A palavra lavra Poesia

Mara Paulina Wolff de Arruda

 




As mudanças no clima: O desmatamento, as queimadas, o aquecimento global  (1,5 graus de aumento na temperatura média do planeta) , a poluição sonora, a poluição dos rios e dos mares, o acumulo de objetos descartáveis, enchentes, secas, incêndios florestais, a morte de animais silvestres e marinhos, o desrespeito aos índios, a triste consequência da fome de homens, mulheres e crianças decorrentes do progresso desenfreado,  a falta  de cuidado com o nosso habitar.

 

Sustentáculo.

Nas terras não mais fecundas

Que a chuva lavou

Há valas profundas

Que a enxurrada deixou

 

No campo todo queimado sem mais nenhuma vegetação

Se vê cinzas por todo lado

E animais mortos pelo chão

 

O barro amassado

Sentindo o peso do mundo

Parece chorar calado

Solitário moribundo

 

O solo está morrendo

Com tanta degradação

E ninguém parece estar vendo

Que ele é nossa sustentação

 Octavio Paz trata da Poesia como registro histórico.

“A história é o lugar de encarnação da palavra poética. E o poema é mediação entre uma experiência original e um conjunto de atos e experiências posteriores que só adquirem coerência e sentido em relação a essa primeira experiência que o poema consagra. Filho de um tempo e de um lugar é algo que transcende o histórico e se situa num tempo anterior a toda história por ser realidade arquetípica."

A Arte, produto social, para se materializar utiliza os elementos do tempo presente. A pintura mostra a imagem e a palavra demostrada em poesia é o significante do vivido. E é impossível escapar da história que subjaz nas entrelinhas. O poeta é uma maneira peculiar de ser histórico, disse Octavio Paz. O poema não tem como objeto o homem individual, mas a coletividade. O objetivo é falar do que está acontecendo com o outro, com a aldeia, com a comunidade, com o planeta. E não basta enuncia-la na forma abstrata é necessário o poeta  abordar o poema em sua realidade histórica e ver de maneira concreta  qual é a função dentro de uma dada sociedade,  do contexto em que está inserido.

O poema Sustentáculo confere os tempos que estamos vivendo.

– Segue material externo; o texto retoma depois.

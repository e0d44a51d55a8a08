use axum::{
    Json, Router,
    extract::State,
    http::StatusCode,
    response::IntoResponse,
    routing::post,
};
use diesel::{
    prelude::*,
    result::{DatabaseErrorKind, Error as DieselError},
};
use diesel_async::RunQueryDsl;
use serde::{Deserialize, Serialize};

use crate::{
    App,
    error::AppError,
    models::user::{Author, NewUser, User},
    schema::users,
};

use super::{
    ANONYMOUS, IdentityError,
    password::{hash_password, verify_password},
};

const MAX_USERNAME_CHARS: usize = 50;
const MAX_PASSWORD_BYTES: usize = 256;

pub fn route() -> Router<App> {
    Router::<App>::new()
        .route("/register", post(register))
        .route("/login", post(login))
}

#[derive(Deserialize)]
pub struct Credentials {
    username: String,
    password: String,
}

impl Credentials {
    fn validate(&mut self) -> Result<(), &'static str> {
        self.username = self.username.trim().to_string();

        if self.username.is_empty() || self.password.trim().is_empty() {
            return Err("Please enter both username and password");
        }

        if self.username.chars().count() > MAX_USERNAME_CHARS {
            return Err("Username too long (max 50 characters)");
        }

        if self.password.len() > MAX_PASSWORD_BYTES {
            return Err("Password too long");
        }

        Ok(())
    }
}

#[derive(Serialize)]
pub struct AuthResponse {
    message: &'static str,
    user: Author,
}

#[axum::debug_handler]
async fn register(
    State(ctx): State<App>,
    crate::json::Json(mut credentials): crate::json::Json<Credentials>,
) -> Result<impl IntoResponse, AppError> {
    credentials
        .validate()
        .map_err(|e| (e, StatusCode::BAD_REQUEST))?;

    if credentials.username.eq_ignore_ascii_case(ANONYMOUS) {
        return Err(IdentityError::ReservedUsername.into());
    }

    let password_hash = hash_password(credentials.password).await?;

    let mut conn = ctx.diesel.get().await?;

    let user = diesel::insert_into(users::table)
        .values(&NewUser {
            username: credentials.username,
            password_hash,
            created_at: chrono::Utc::now().naive_utc(),
        })
        .returning(Author::as_returning())
        .get_result(&mut conn)
        .await
        .map_err(|e| match e {
            DieselError::DatabaseError(DatabaseErrorKind::UniqueViolation, _) => {
                IdentityError::UsernameTaken.into()
            }
            e => AppError::from(e),
        })?;

    tracing::info!(user_id = user.id, username = %user.username, "registered user");

    Ok((
        StatusCode::CREATED,
        Json(AuthResponse {
            message: "User created successfully",
            user,
        }),
    ))
}

#[axum::debug_handler]
async fn login(
    State(ctx): State<App>,
    crate::json::Json(mut credentials): crate::json::Json<Credentials>,
) -> Result<Json<AuthResponse>, AppError> {
    credentials
        .validate()
        .map_err(|e| (e, StatusCode::BAD_REQUEST))?;

    let mut conn = ctx.diesel.get().await?;

    let user = users::table
        .filter(users::username.eq(&credentials.username))
        .select(User::as_select())
        .first(&mut conn)
        .await
        .optional()?
        .ok_or(IdentityError::InvalidCredentials)?;

    if !verify_password(credentials.password, user.password_hash.clone()).await? {
        tracing::debug!(username = %user.username, "password mismatch");
        return Err(IdentityError::InvalidCredentials.into());
    }

    Ok(Json(AuthResponse {
        message: "Login successful",
        user: user.into(),
    }))
}

#[cfg(test)]
mod test {
    use super::*;

    fn credentials(username: &str, password: &str) -> Credentials {
        Credentials {
            username: username.into(),
            password: password.into(),
        }
    }

    #[test]
    fn test_validate_trims_username() {
        let mut c = credentials("  jon  ", "ghost");
        assert!(c.validate().is_ok());
        assert_eq!(c.username, "jon");
    }

    #[test]
    fn test_validate_requires_both_fields() {
        assert!(credentials("", "ghost").validate().is_err());
        assert!(credentials("jon", "   ").validate().is_err());
    }

    #[test]
    fn test_validate_rejects_long_username() {
        let long = "a".repeat(MAX_USERNAME_CHARS + 1);
        assert_eq!(
            credentials(&long, "ghost").validate(),
            Err("Username too long (max 50 characters)")
        );

        let exact = "a".repeat(MAX_USERNAME_CHARS);
        assert!(credentials(&exact, "ghost").validate().is_ok());
    }
}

Tempo de desapego da terra. O lugar sagrado de outros tempos, hoje, vive a mercê do agronegócio, da exploração de minérios, da devastação da madeira entre outras formas de violência.

O historiador Yuval Noah Harari se une aos profetas do meio ambiente. Ele diz que mudanças radicais em todos os setores marcam o nosso tempo: convivência, educação, tecnologias, meio ambiente. Uma informação nova leva dois segundos para ser conhecida por qualquer pessoa no mundo todo. O mundo do trabalho se transformou e para sobreviver precisamos de muita flexibilidade mental e de grandes reservas de equilíbrio emocional.  Refletir sobre as mudanças radicais no meio ambiente é uma das preocupações que devemos ocupar o nosso tempo e nossas ações.

O eu-lírico de Jaime Jr diz:

“Com tanta destruição da floresta /Plantar a semente é o que nos resta”

Quem é esse poeta que poetisa o meio ambiente defendendo a vida de todos e a própria vida?

Jaime Barros dos Santos Junior nasceu em Curitiba, PR,1983.Engenheiro Florestal, Doutor em Ciência do Solo, trabalha na Universidade Federal do Pará. Faixa preta em judô tem no Ippon poético o golpe certeiro:

“As folhas da árvore que plantei /soam serenas e meditativas”

Unindo-se a voz dos ativistas no mundo global o poeta ergue a voz em prol do meio, da terra e do ambiente  que é tudo para ele: a família, o trabalho,  a educação, o lugar em que nasceu, os povos originários. O tudo para ele é o elo que nos segura. O seu eu-lírico vê, sente e devolve em palavras por que o seu habitar é a sua palavra.

 No livro recém-lançado “Fragmentos Poéticos, 2021” ele diz em poesia que é importante não esquecer. Como educador do campo sabe que lágrimas misturadas a água do chuveiro são decorrentes da dramática experiência da vida mas que é preciso ser preenchido com outras possibilidades e outras maneiras de ver,  sustentar, reconectar,  ouvir os clamores da terra.

O que precisamos fazer?  Jean-Paul Sartre disse: “Se a existência realmente precede a essência, o homem é responsável pelo que ele é.”

Portanto, pegue a sua parcela de responsabilidade e faça poesia, regue a terra, acomode a semente, cuide das águas, reveja os seus conceitos. A memória deste tempo pode ser (está sendo) registrada em diferentes maneiras.